▶ [What you should do]: Transcribe each entry so that nothing differs from the original.

▶ [Stored data]:
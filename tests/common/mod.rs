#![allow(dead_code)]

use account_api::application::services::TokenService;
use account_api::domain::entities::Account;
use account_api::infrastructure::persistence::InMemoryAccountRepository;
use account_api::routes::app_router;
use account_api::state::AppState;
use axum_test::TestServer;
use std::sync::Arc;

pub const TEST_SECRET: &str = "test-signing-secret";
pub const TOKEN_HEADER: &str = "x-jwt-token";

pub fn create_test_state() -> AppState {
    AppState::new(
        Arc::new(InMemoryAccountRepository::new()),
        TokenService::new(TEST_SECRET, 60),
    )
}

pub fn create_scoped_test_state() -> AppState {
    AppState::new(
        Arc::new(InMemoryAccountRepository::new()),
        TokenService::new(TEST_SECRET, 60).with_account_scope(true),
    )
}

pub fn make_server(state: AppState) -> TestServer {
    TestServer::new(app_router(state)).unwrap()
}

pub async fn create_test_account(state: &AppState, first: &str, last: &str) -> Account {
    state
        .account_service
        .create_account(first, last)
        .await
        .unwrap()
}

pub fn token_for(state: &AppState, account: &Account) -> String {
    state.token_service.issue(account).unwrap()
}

▶ [Worked solution]:
filename tests/common/mod.rs
#![allow(dead_code)]

use account_api::application::services::TokenService;
use account_api::domain::entities::Account;
use account_api::infrastructure::persistence::InMemoryAccountRepository;
use account_api::routes::app_router;
use account_api::state::AppState;
use axum_test::TestServer;
use std::sync::Arc;

pub const TEST_SECRET: &str = "test-signing-secret";
pub const TOKEN_HEADER: &str = "x-jwt-token";

pub fn create_test_state() -> AppState {
    AppState::new(
        Arc::new(InMemoryAccountRepository::new()),
        TokenService::new(TEST_SECRET, 60),
    )
}

pub fn create_scoped_test_state() -> AppState {
    AppState::new(
        Arc::new(InMemoryAccountRepository::new()),
        TokenService::new(TEST_SECRET, 60).with_account_scope(true),
    )
}

pub fn make_server(state: AppState) -> TestServer {
    TestServer::new(app_router(state)).unwrap()
}

pub async fn create_test_account(state: &AppState, first: &str, last: &str) -> Account {
    state
        .account_service
        .create_account(first, last)
        .await
        .unwrap()
}

pub fn token_for(state: &AppState, account: &Account) -> String {
    state.token_service.issue(account).unwrap()
}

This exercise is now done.